Fig. 4.

c-Src is involved in Sertoli cell phagocytosis and endocytic vesicle-mediated protein degradation at the Sertoli cell BTB in vitro. A: Sertoli cells after being transfected with either c-Src or c-Yes siRNA duplexes vs. control duplexes were assessed on their phagocytic activity using FluoSpheres fluorescent microspheres. Phagocytosis of the microspheres was induced following treatment with LPS, a phagocytosis inducer, but blocked by block lipid transport-1 (BLT-1), a phagocytosis inhibitor. Knockdown of c-Yes had no effects on Sertoli cell phagocytosis activity, but the knockdown of c-Src impeded Sertoli cell phagocytosis. Both BLT-1 treatment and c-Src and c-Yes RNAi were also found to induce actin microfilament truncation but not LPS treatment. Scale bar, 45 μm (which applies to other micrographs).
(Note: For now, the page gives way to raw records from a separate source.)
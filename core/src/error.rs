use std::fmt;
use std::io;
use std::path::PathBuf;

use chainscan_common::targets::TargetError;
use thiserror::Error;

use crate::stage::StageFailure;

/// One failure surfaced by a pipeline run.
#[derive(Debug, Error)]
pub enum PipelineError {
    #[error("no targets found")]
    NoTargets,

    #[error("targets file not found: {}", .0.display())]
    TargetsFileNotFound(PathBuf),

    #[error(transparent)]
    Targets(TargetError),

    #[error("stage {0} not registered")]
    UnregisteredStage(String),

    #[error("[{group}] {stage} failed: {source}")]
    Stage {
        group: String,
        stage: String,
        #[source]
        source: StageFailure,
    },

    #[error("[{group}] {stage}: writing output: {source}")]
    Persist {
        group: String,
        stage: String,
        #[source]
        source: io::Error,
    },

    #[error("[{group}] {stage}: produced targets: {source}")]
    ProducedTargets {
        group: String,
        stage: String,
        #[source]
        source: TargetError,
    },

    #[error("[{group}] preparing workspace: {source}")]
    Workspace {
        group: String,
        #[source]
        source: io::Error,
    },

    #[error("interrupted")]
    Interrupted,
}

impl From<TargetError> for PipelineError {
    fn from(err: TargetError) -> Self {
        match err {
            TargetError::NotFound(path) => PipelineError::TargetsFileNotFound(path),
            other => PipelineError::Targets(other),
        }
    }
}

/// Every error of a run, in the order they happened.
#[derive(Debug, Default)]
pub struct PipelineErrors(Vec<PipelineError>);

impl PipelineErrors {
    pub fn new() -> Self {
        Self::default()
    }

    pub fn push(&mut self, err: PipelineError) {
        self.0.push(err);
    }

    pub fn first(&self) -> Option<&PipelineError> {
        self.0.first()
    }

    pub fn iter(&self) -> impl Iterator<Item = &PipelineError> {
        self.0.iter()
    }

    pub fn len(&self) -> usize {
        self.0.len()
    }

    pub fn is_empty(&self) -> bool {
        self.0.is_empty()
    }

    pub fn into_vec(self) -> Vec<PipelineError> {
        self.0
    }

    /// `Ok(())` when nothing was recorded.
    pub fn into_result(self) -> Result<(), Self> {
        if self.is_empty() { Ok(()) } else { Err(self) }
    }
}

impl fmt::Display for PipelineErrors {
    fn fmt(&self, f: &mut fmt::Formatter<'_>) -> fmt::Result {
        for (i, err) in self.0.iter().enumerate() {
            if i > 0 {
                f.write_str("; ")?;
            }
            write!(f, "{err}")?;
        }
        Ok(())
    }
}

impl std::error::Error for PipelineErrors {
    fn source(&self) -> Option<&(dyn std::error::Error + 'static)> {
        self.0.first().map(|e| e as &(dyn std::error::Error + 'static))
    }
}

impl From<PipelineError> for PipelineErrors {
    fn from(err: PipelineError) -> Self {
        Self(vec![err])
    }
}

impl IntoIterator for PipelineErrors {
    type Item = PipelineError;
    type IntoIter = std::vec::IntoIter<PipelineError>;

    fn into_iter(self) -> Self::IntoIter {
        self.0.into_iter()
    }
}
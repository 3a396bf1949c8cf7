use std::collections::BTreeMap;
use std::path::Path;

use chainscan_common::targets::sanitize_dir_name;

pub const TARGETS_FILE: &str = "{{targets_file}}";
pub const BASE_TARGETS_FILE: &str = "{{base_targets_file}}";
pub const OUTPUT_DIR: &str = "{{output_dir}}";

pub fn targets_file_token(stage: &str) -> String {
    format!("{{{{targets_file_{}}}}}", sanitize_dir_name(stage))
}

pub fn stdout_file_token(stage: &str) -> String {
    format!("{{{{stdout_file_{}}}}}", sanitize_dir_name(stage))
}

pub fn stderr_file_token(stage: &str) -> String {
    format!("{{{{stderr_file_{}}}}}", sanitize_dir_name(stage))
}

/// Placeholder token to path mapping for one group.
#[derive(Debug, Clone, Default, PartialEq, Eq)]
pub struct VarEnv {
    vars: BTreeMap<String, String>,
}

impl VarEnv {
    pub fn new() -> Self {
        Self::default()
    }

    /// Environment at the start of a group: both targets tokens on the base
    /// file, the group directory, and every stage's tokens seeded empty.
    pub fn for_group<'a, I>(base_targets: &Path, output_dir: &Path, stages: I) -> Self
    where
        I: IntoIterator<Item = &'a str>,
    {
        let mut env = Self::new();
        env.set_path(TARGETS_FILE, base_targets);
        env.set_path(BASE_TARGETS_FILE, base_targets);
        env.set_path(OUTPUT_DIR, output_dir);
        for stage in stages {
            env.set(targets_file_token(stage), "");
            env.set(stdout_file_token(stage), "");
            env.set(stderr_file_token(stage), "");
        }
        env
    }

    pub fn set(&mut self, token: impl Into<String>, value: impl Into<String>) {
        self.vars.insert(token.into(), value.into());
    }

    pub fn set_path(&mut self, token: impl Into<String>, path: &Path) {
        self.set(token, path.to_string_lossy().into_owned());
    }

    pub fn get(&self, token: &str) -> Option<&str> {
        self.vars.get(token).map(String::as_str)
    }

    /// Replaces every known token in every argument. Pure; the environment
    /// is not touched.
    pub fn substitute(&self, template: &[String]) -> Vec<String> {
        template
            .iter()
            .map(|arg| {
                self.vars
                    .iter()
                    .fold(arg.clone(), |acc, (token, value)| {
                        if acc.contains(token.as_str()) {
                            acc.replace(token.as_str(), value)
                        } else {
                            acc
                        }
                    })
            })
            .collect()
    }
}
//! Process-backed stage.
//!
//! Spawns the configured binary directly (no shell interpolation) in its own
//! process group, pipes stdout and stderr and keeps every chunk in the
//! in-memory capture while a blocking writer mirrors it into the task's sink.
//! On deadline or cancellation the whole group is killed, so tools that fork
//! helpers cannot keep the pipes open.

use std::io::{self, Write};
use std::path::PathBuf;
use std::process::{ExitStatus, Stdio};
use std::sync::mpsc::{self, Receiver, Sender};
use std::sync::{Arc, Mutex, PoisonError};
use std::time::Duration;

use async_trait::async_trait;
use tokio::io::{AsyncRead, AsyncReadExt};
use tokio::process::{Child, Command};
use tokio::task::{JoinError, JoinHandle};
use tracing::{debug, warn};

use super::{OutputSink, Stage, StageContext, StageFailure, StageResult, StageTask};

const READ_CHUNK: usize = 8 * 1024;
/// How long pipes may keep draining after a killed process.
const DRAIN_GRACE: Duration = Duration::from_secs(2);

type Buffer = Arc<Mutex<Vec<u8>>>;

pub struct ShellStage {
    name: String,
    binary: PathBuf,
}

impl ShellStage {
    pub fn new(name: impl Into<String>, binary: impl Into<PathBuf>) -> Self {
        Self {
            name: name.into(),
            binary: binary.into(),
        }
    }
}

#[async_trait]
impl Stage for ShellStage {
    fn name(&self) -> &str {
        &self.name
    }

    async fn run(&self, ctx: StageContext, task: StageTask) -> StageResult {
        let StageTask { args, stdout, stderr } = task;

        let mut command = Command::new(&self.binary);
        command
            .args(&args)
            .stdin(Stdio::null())
            .stdout(Stdio::piped())
            .stderr(Stdio::piped())
            .kill_on_drop(true);
        #[cfg(unix)]
        command.process_group(0);

        let mut child: Child = match command.spawn() {
            Ok(child) => child,
            Err(source) => {
                return StageResult::failed(
                    -1,
                    StageFailure::Spawn {
                        binary: self.binary.display().to_string(),
                        source,
                    },
                );
            }
        };
        debug!(stage = %self.name, pid = ?child.id(), "spawned");

        let out_pipe: Pipe = Pipe::spawn(child.stdout.take(), stdout);
        let err_pipe: Pipe = Pipe::spawn(child.stderr.take(), stderr);

        let outcome: Result<io::Result<ExitStatus>, StageFailure> = tokio::select! {
            status = child.wait() => Ok(status),
            failure = ctx.done() => {
                terminate(&mut child, &self.name).await;
                Err(failure)
            }
        };

        let grace: Option<Duration> = outcome.is_err().then_some(DRAIN_GRACE);
        let ((stdout, out_err), (stderr, err_err)) =
            tokio::join!(out_pipe.drain(grace), err_pipe.drain(grace));

        let mut result = StageResult {
            stdout,
            stderr,
            exit_code: 0,
            error: None,
        };

        match outcome {
            Err(failure) => {
                result.exit_code = -1;
                result.error = Some(failure);
            }
            Ok(Err(e)) => {
                result.exit_code = -1;
                result.error = Some(StageFailure::Capture(e));
            }
            Ok(Ok(status)) => match status.code() {
                Some(0) => {}
                Some(code) => {
                    result.exit_code = code;
                    result.error = Some(StageFailure::Exit(code));
                }
                None => {
                    result.exit_code = -1;
                    result.error = Some(StageFailure::Signalled);
                }
            },
        }

        for e in [out_err, err_err].into_iter().flatten() {
            if let Some(primary) = &result.error {
                warn!(stage = %self.name, "capturing output after {primary}: {e}");
            } else {
                result.error = Some(StageFailure::Capture(e));
            }
        }

        result
    }
}

/// Kills the child's process group, then the child itself, and reaps it.
async fn terminate(child: &mut Child, stage: &str) {
    if let Err(e) = kill_group(child) {
        debug!(stage, "killing process group: {e}");
    }
    if let Err(e) = child.kill().await {
        warn!(stage, "failed to kill process: {e}");
    }
}

#[cfg(unix)]
fn kill_group(child: &Child) -> io::Result<()> {
    use nix::sys::signal::{Signal, killpg};
    use nix::unistd::Pid;

    let Some(pid) = child.id() else {
        return Ok(());
    };
    let pgid: i32 = i32::try_from(pid).map_err(io::Error::other)?;
    killpg(Pid::from_raw(pgid), Signal::SIGKILL)?;
    Ok(())
}

#[cfg(not(unix))]
fn kill_group(_child: &Child) -> io::Result<()> {
    Ok(())
}

/// One output pipe: an async reader filling the shared capture and an
/// optional blocking writer feeding the sink.
struct Pipe {
    captured: Buffer,
    reader: JoinHandle<Option<io::Error>>,
    writer: Option<JoinHandle<Option<io::Error>>>,
}

impl Pipe {
    fn spawn<R>(pipe: Option<R>, sink: Option<OutputSink>) -> Self
    where
        R: AsyncRead + Unpin + Send + 'static,
    {
        let captured: Buffer = Buffer::default();
        let (chunks, writer) = match sink {
            Some(sink) => {
                let (tx, rx) = mpsc::channel::<Vec<u8>>();
                let writer = tokio::task::spawn_blocking(move || write_chunks(sink, rx));
                (Some(tx), Some(writer))
            }
            None => (None, None),
        };
        let reader = tokio::spawn(read_pipe(pipe, Arc::clone(&captured), chunks));

        Self {
            captured,
            reader,
            writer,
        }
    }

    /// Waits for the pipe to close, at most `grace` when set. Whatever was
    /// read so far is returned even when the reader had to be abandoned.
    async fn drain(self, grace: Option<Duration>) -> (Vec<u8>, Option<io::Error>) {
        let Pipe {
            captured,
            reader,
            writer,
        } = self;

        let abort = reader.abort_handle();
        let read_err: Option<io::Error> = match grace {
            None => join_error(reader.await),
            Some(grace) => match tokio::time::timeout(grace, reader).await {
                Ok(joined) => join_error(joined),
                Err(_) => {
                    abort.abort();
                    Some(io::Error::other("output pipe did not close"))
                }
            },
        };

        let write_err: Option<io::Error> = match writer {
            Some(writer) => join_error(writer.await),
            None => None,
        };

        let bytes: Vec<u8> = std::mem::take(
            &mut *captured.lock().unwrap_or_else(PoisonError::into_inner),
        );
        (bytes, read_err.or(write_err))
    }
}

fn join_error(joined: Result<Option<io::Error>, JoinError>) -> Option<io::Error> {
    joined.unwrap_or_else(|e| Some(io::Error::other(e)))
}

/// Reads `pipe` to the end into `captured`, forwarding every chunk to the
/// sink writer while it is still accepting.
async fn read_pipe<R>(
    pipe: Option<R>,
    captured: Buffer,
    mut chunks: Option<Sender<Vec<u8>>>,
) -> Option<io::Error>
where
    R: AsyncRead + Unpin,
{
    let mut pipe = pipe?;
    let mut buf = vec![0u8; READ_CHUNK];
    loop {
        let n: usize = match pipe.read(&mut buf).await {
            Ok(0) => return None,
            Ok(n) => n,
            Err(e) if e.kind() == io::ErrorKind::Interrupted => continue,
            Err(e) => return Some(e),
        };
        let chunk: &[u8] = &buf[..n];
        captured
            .lock()
            .unwrap_or_else(PoisonError::into_inner)
            .extend_from_slice(chunk);

        let closed: bool = chunks
            .as_ref()
            .is_some_and(|tx| tx.send(chunk.to_vec()).is_err());
        if closed {
            chunks = None;
        }
    }
}

/// Blocking side of a pipe. Stops at the first sink error; the reader keeps
/// capturing regardless.
fn write_chunks(mut sink: OutputSink, chunks: Receiver<Vec<u8>>) -> Option<io::Error> {
    for chunk in chunks {
        if let Err(e) = sink.write_all(&chunk) {
            return Some(e);
        }
    }
    sink.flush().err()
}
B: each bar is the mean ± SD of n = 6 experiments; enlarged images highlight representative findings of changes in phagocytic activity of Sertoli cells on the fluorescent microspheres. C: immunohistochemical localization of c-Src in the seminiferous epithelium of a stage VIII tubule, illustrating the intense localization of immunoreactive c-Src in residual bodies. Boxed green area is magnified and shown below the micrograph. Scale bar, 25 μm (12.5 μm in magnified image). D: kinetics of degradation was estimated in a biochemical assay in which the disappearance of total cell surface and intracellular biotinylated/endocytosed JAM-A or N-cadherin was assessed following the knockdown of c-Src or c-Yes vs. nontargeting control in Sertoli cell BTB in vitro. β-Actin served as protein loading control. Each bar in the line graph is the mean ± SD of n = 4 experiments. The knockdown of c-Src, but not c-Yes, was found to impede the degradation of endocytosed cell surface JAM-A and N-cadherin. *P < 0.05; **P < 0.01.